▸ What the task requires: Set the listing down again, exactly as it stands below.

===== Records shown

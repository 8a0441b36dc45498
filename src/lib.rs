pub mod error;
pub mod extract;
pub mod installer;
pub mod package;
pub mod registry;
pub mod resolve;
pub mod runtime;
pub mod sexp;
pub mod vcs;
pub mod version;

pub use error::InstallError;
pub use installer::{Installer, Overwrite};
pub use package::{PackageDescriptor, PackageKind, Requirement, Upstream, VersionTuple};
pub use resolve::SpecResolver;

==========

▸ Exercise result:
repository 8a0441b36dc45498
filename src/lib.rs
pub mod error;
pub mod extract;
pub mod installer;
pub mod package;
pub mod registry;
pub mod resolve;
pub mod runtime;
pub mod sexp;
pub mod vcs;
pub mod version;

pub use error::InstallError;
pub use installer::{Installer, Overwrite};
pub use package::{PackageDescriptor, PackageKind, Requirement, Upstream, VersionTuple};
pub use resolve::SpecResolver;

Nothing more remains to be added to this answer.